Mimari olarak Anadolu'da ilk ve tek olan Ulu Cami hakkında bilgiler veren cami imamı Said Uçar, "Camimiz, 1224 yılında 1. Alaeddin Keykubad tarafından inşa ettirilmiş. Camimiz mimari yapı olarak Anadolu'da tek ve ilk. Tek örneği İran'da mevcut. Mimari yapı dediğimiz mihrap üstü kubbe, kubbeye bitişik eyvan kısım ve eyvana bitişik avlu kısım. Camimiz, mimari olarak İran mimari yapısı özelliğine sahip" dedi.
Uçar, caminin en tepesine Osmanlı tuğrasının nakşedildiğini belirterek, "Camimizin avlusu aydınlatma ve havalandırma için yapılmış. Tabi coğrafi şartlar uygun olmadığı için etrafı kapatılmış. Ama orijinalinde açık olması gerekiyor. Camimizin mihrabı 1893 yılında yaşanan deprem sonrası yıkılıyor. 2. Abdülhamit ödenek göndererek mihrabı inşa ettiriyor ve en tepesine de Osmanlı tuğrasını nakşediyor" şeklinde konuştu.
Caminin asıl minberinin Ankara Etnografya Müzesi'nde olduğunu kaydeden Uçar, "Camimizin minberi, asıl minberi değil. Asıl minberi şu anda Ankara Etnografya Müzesi'nde sergilenmektedir. Şu an ki minber, Malatya Söğütlü Camii'nin ahşap hali yıkılınca, 'Ulu Cami'ye yakışır' diye buraya getirmişler. Buda tamamen el oymacılığı ile Malatyalı bir usta tarafından 3 yılda yapılmış" diye konuştu.

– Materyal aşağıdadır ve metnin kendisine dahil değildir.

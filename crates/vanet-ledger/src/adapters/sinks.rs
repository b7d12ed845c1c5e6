//! Event sink adapters.
//!
//! | Sink | Destination |
//! |------|-------------|
//! | [`BusEventSink`] | shared in-memory event bus |
//! | [`TracingEventSink`] | structured log lines (alerts at WARN) |
//! | [`RecordingSink`] | in-memory list, for assertions |
//! | [`CompositeSink`] | fan-out to several sinks |
//! | [`NoOpSink`] | nowhere |

use crate::ports::outbound::EventSink;
use async_trait::async_trait;
use parking_lot::Mutex;
use shared_bus::{EventPublisher, InMemoryEventBus};
use shared_types::events::LedgerEvent;
use std::sync::Arc;
use tracing::{info, warn};

// =============================================================================
// BUS
// =============================================================================

/// Publishes every signal to the shared event bus.
#[derive(Clone)]
pub struct BusEventSink {
    bus: Arc<InMemoryEventBus>,
}

impl BusEventSink {
    /// Wraps a shared bus.
    #[must_use]
    pub fn new(bus: Arc<InMemoryEventBus>) -> Self {
        Self { bus }
    }

    /// The underlying bus.
    #[must_use]
    pub fn bus(&self) -> &Arc<InMemoryEventBus> {
        &self.bus
    }
}

#[async_trait]
impl EventSink for BusEventSink {
    async fn emit(&self, event: LedgerEvent) {
        self.bus.publish(event).await;
    }
}

// =============================================================================
// TRACING
// =============================================================================

/// Writes each signal as a JSON payload on the `vanet::events` target.
#[derive(Debug, Clone, Copy, Default)]
pub struct TracingEventSink;

#[async_trait]
impl EventSink for TracingEventSink {
    async fn emit(&self, event: LedgerEvent) {
        let payload = match serde_json::to_string(&event) {
            Ok(json) => json,
            Err(e) => {
                warn!(target: "vanet::events", error = %e, "Failed to serialize event");
                return;
            }
        };

        match &event {
            LedgerEvent::SecurityAlert { kind, attacker } => warn!(
                target: "vanet::events",
                alert = kind.label(),
                attacker = %attacker,
                %payload,
                "[ALERT] Security alert raised"
            ),
            LedgerEvent::AccidentReported { id, origin, .. } => info!(
                target: "vanet::events",
                id,
                origin = origin.label(),
                %payload,
                "Accident reported"
            ),
            LedgerEvent::EntityRegistered { entity, role } => info!(
                target: "vanet::events",
                entity = %entity,
                role = role.label(),
                %payload,
                "Entity registered"
            ),
        }
    }
}

// =============================================================================
// RECORDING
// =============================================================================

/// Keeps every signal in memory in arrival order.
#[derive(Debug, Default)]
pub struct RecordingSink {
    events: Mutex<Vec<LedgerEvent>>,
}

impl RecordingSink {
    /// Creates an empty recorder.
    #[must_use]
    pub fn new() -> Self {
        Self::default()
    }

    /// Copy of everything recorded so far.
    #[must_use]
    pub fn events(&self) -> Vec<LedgerEvent> {
        self.events.lock().clone()
    }

    /// Only the security alerts.
    #[must_use]
    pub fn alerts(&self) -> Vec<LedgerEvent> {
        self.events
            .lock()
            .iter()
            .filter(|e| e.is_alert())
            .cloned()
            .collect()
    }

    /// Number of recorded signals.
    #[must_use]
    pub fn len(&self) -> usize {
        self.events.lock().len()
    }

    /// Whether nothing was recorded.
    #[must_use]
    pub fn is_empty(&self) -> bool {
        self.events.lock().is_empty()
    }

    /// Drains and returns the recorded signals.
    pub fn take(&self) -> Vec<LedgerEvent> {
        std::mem::take(&mut *self.events.lock())
    }
}

#[async_trait]
impl EventSink for RecordingSink {
    async fn emit(&self, event: LedgerEvent) {
        self.events.lock().push(event);
    }
}

// =============================================================================
// COMPOSITE / NO-OP
// =============================================================================

/// Forwards each signal to every inner sink, in order.
#[derive(Default)]
pub struct CompositeSink {
    sinks: Vec<Arc<dyn EventSink>>,
}

impl CompositeSink {
    /// Creates an empty fan-out.
    #[must_use]
    pub fn new() -> Self {
        Self::default()
    }

    /// Adds a sink.
    #[must_use]
    pub fn with(mut self, sink: Arc<dyn EventSink>) -> Self {
        self.sinks.push(sink);
        self
    }

    /// Number of inner sinks.
    #[must_use]
    pub fn len(&self) -> usize {
        self.sinks.len()
    }

    /// Whether there are no inner sinks.
    #[must_use]
    pub fn is_empty(&self) -> bool {
        self.sinks.is_empty()
    }
}

#[async_trait]
impl EventSink for CompositeSink {
    async fn emit(&self, event: LedgerEvent) {
        for sink in &self.sinks {
            sink.emit(event.clone()).await;
        }
    }
}

/// Discards every signal.
#[derive(Debug, Clone, Copy, Default)]
pub struct NoOpSink;

#[async_trait]
impl EventSink for NoOpSink {
    async fn emit(&self, _event: LedgerEvent) {}
}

Uçar, Ulu Cami'ye yoğun bir ilginin olduğunu da dile getirerek, "Camimiz, yazlık ve kışlık olmak üzere iki bölümden oluşuyor. Camimizin diğer bir özelliği cuma günleri etraftaki camiler kapanır, sadece Ulu Camimizde namaz kılınır" ifadelerini kullandı.